//! Focus zoom slider, shown only while a node is focused.

use leptos::prelude::*;
use log::warn;

use super::state::{DiagramState, ZoomConfig};

/// Ticks from `min_zoom` to `max_zoom` in `step` increments; every fifth
/// tick carries a label. An unusable policy has no ticks.
pub fn tick_labels(config: &ZoomConfig) -> Vec<Option<String>> {
	if !config.is_valid() {
		return Vec::new();
	}
	let count = ((config.max_zoom - config.min_zoom) / config.step).round() as usize + 1;
	(0..count)
		.map(|i| {
			(i % 5 == 0).then(|| format!("{:.1}", config.min_zoom + i as f64 * config.step))
		})
		.collect()
}

/// Parse slider input. Unparsable text becomes `NaN`, which the focus zoom
/// clamps to its lower bound.
pub fn parse_zoom_input(raw: &str) -> f64 {
	raw.trim().parse::<f64>().unwrap_or_else(|e| {
		warn!("zoom-flow: ignoring non-numeric zoom {raw:?}: {e}");
		f64::NAN
	})
}

/// Range input bound to the focused node's zoom.
#[component]
pub fn ZoomSlider(diagram: RwSignal<DiagramState>) -> impl IntoView {
	let config = diagram.with_untracked(|d| d.zoom_config().clone());
	let (min, max, step) = (config.min_zoom, config.max_zoom, config.step);
	let labels = tick_labels(&config);

	view! {
		<Show when=move || diagram.with(|d| d.focused_node_id().is_some())>
			<div class="zoom-controls">
				<label>"Focused:"</label>
				<input
					type="range"
					min=min.to_string()
					max=max.to_string()
					step=step.to_string()
					prop:value=move || diagram.with(|d| d.focus_zoom_input().to_string())
					on:input=move |ev| {
						let value = parse_zoom_input(&event_target_value(&ev));
						diagram.update(|d| {
							d.set_focus_zoom(value);
						});
					}
					class="zoom-slider"
				/>
				<div class="zoom-scale">
					{labels
						.clone()
						.into_iter()
						.map(|label| {
							view! {
								<div class="tick">
									{label.map(|l| view! { <span class="tick-label">{l}</span> })}
								</div>
							}
						})
						.collect_view()}
				</div>
			</div>
		</Show>
	}
}

#[cfg(test)]
mod tests {
	use super::*;

	#[test]
	fn ticks_cover_the_input_range() {
		let labels = tick_labels(&ZoomConfig::default());
		assert_eq!(labels.len(), 26);
		let shown: Vec<&str> = labels.iter().flatten().map(String::as_str).collect();
		assert_eq!(shown, vec!["0.5", "1.0", "1.5", "2.0", "2.5", "3.0"]);
	}

	#[test]
	fn unusable_policy_has_no_ticks() {
		let zero_step = ZoomConfig {
			step: 0.0,
			..ZoomConfig::default()
		};
		assert!(tick_labels(&zero_step).is_empty());
		let inverted = ZoomConfig {
			min_zoom: 4.0,
			..ZoomConfig::default()
		};
		assert!(tick_labels(&inverted).is_empty());
	}

	#[test]
	fn parses_slider_text() {
		assert_eq!(parse_zoom_input("1.7"), 1.7);
		assert_eq!(parse_zoom_input(" 2 "), 2.0);
		assert!(parse_zoom_input("wide").is_nan());
	}
}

What the task requires:
The records shown above should be given again word for word.

Solution for this task:
//! Focus zoom slider, shown only while a node is focused.

use leptos::prelude::*;
use log::warn;

use super::state::{DiagramState, ZoomConfig};

/// Ticks from `min_zoom` to `max_zoom` in `step` increments; every fifth
/// tick carries a label. An unusable policy has no ticks.
pub fn tick_labels(config: &ZoomConfig) -> Vec<Option<String>> {
	if !config.is_valid() {
		return Vec::new();
	}
	let count = ((config.max_zoom - config.min_zoom) / config.step).round() as usize + 1;
	(0..count)
		.map(|i| {
			(i % 5 == 0).then(|| format!("{:.1}", config.min_zoom + i as f64 * config.step))
		})
		.collect()
}

/// Parse slider input. Unparsable text becomes `NaN`, which the focus zoom
/// clamps to its lower bound.
pub fn parse_zoom_input(raw: &str) -> f64 {
	raw.trim().parse::<f64>().unwrap_or_else(|e| {
		warn!("zoom-flow: ignoring non-numeric zoom {raw:?}: {e}");
		f64::NAN
	})
}

/// Range input bound to the focused node's zoom.
#[component]
pub fn ZoomSlider(diagram: RwSignal<DiagramState>) -> impl IntoView {
	let config = diagram.with_untracked(|d| d.zoom_config().clone());
	let (min, max, step) = (config.min_zoom, config.max_zoom, config.step);
	let labels = tick_labels(&config);

	view! {
		<Show when=move || diagram.with(|d| d.focused_node_id().is_some())>
			<div class="zoom-controls">
				<label>"Focused:"</label>
				<input
					type="range"
					min=min.to_string()
					max=max.to_string()
					step=step.to_string()
					prop:value=move || diagram.with(|d| d.focus_zoom_input().to_string())
					on:input=move |ev| {
						let value = parse_zoom_input(&event_target_value(&ev));
						diagram.update(|d| {
							d.set_focus_zoom(value);
						});
					}
					class="zoom-slider"
				/>
				<div class="zoom-scale">
					{labels
						.clone()
						.into_iter()
						.map(|label| {
							view! {
								<div class="tick">
									{label.map(|l| view! { <span class="tick-label">{l}</span> })}
								</div>
							}
						})
						.collect_view()}
				</div>
			</div>
		</Show>
	}
}

#[cfg(test)]
mod tests {
	use super::*;

	#[test]
	fn ticks_cover_the_input_range() {
		let labels = tick_labels(&ZoomConfig::default());
		assert_eq!(labels.len(), 26);
		let shown: Vec<&str> = labels.iter().flatten().map(String::as_str).collect();
		assert_eq!(shown, vec!["0.5", "1.0", "1.5", "2.0", "2.5", "3.0"]);
	}

	#[test]
	fn unusable_policy_has_no_ticks() {
		let zero_step = ZoomConfig {
			step: 0.0,
			..ZoomConfig::default()
		};
		assert!(tick_labels(&zero_step).is_empty());
		let inverted = ZoomConfig {
			min_zoom: 4.0,
			..ZoomConfig::default()
		};
		assert!(tick_labels(&inverted).is_empty());
	}

	#[test]
	fn parses_slider_text() {
		assert_eq!(parse_zoom_input("1.7"), 1.7);
		assert_eq!(parse_zoom_input(" 2 "), 2.0);
		assert!(parse_zoom_input("wide").is_nan());
	}
}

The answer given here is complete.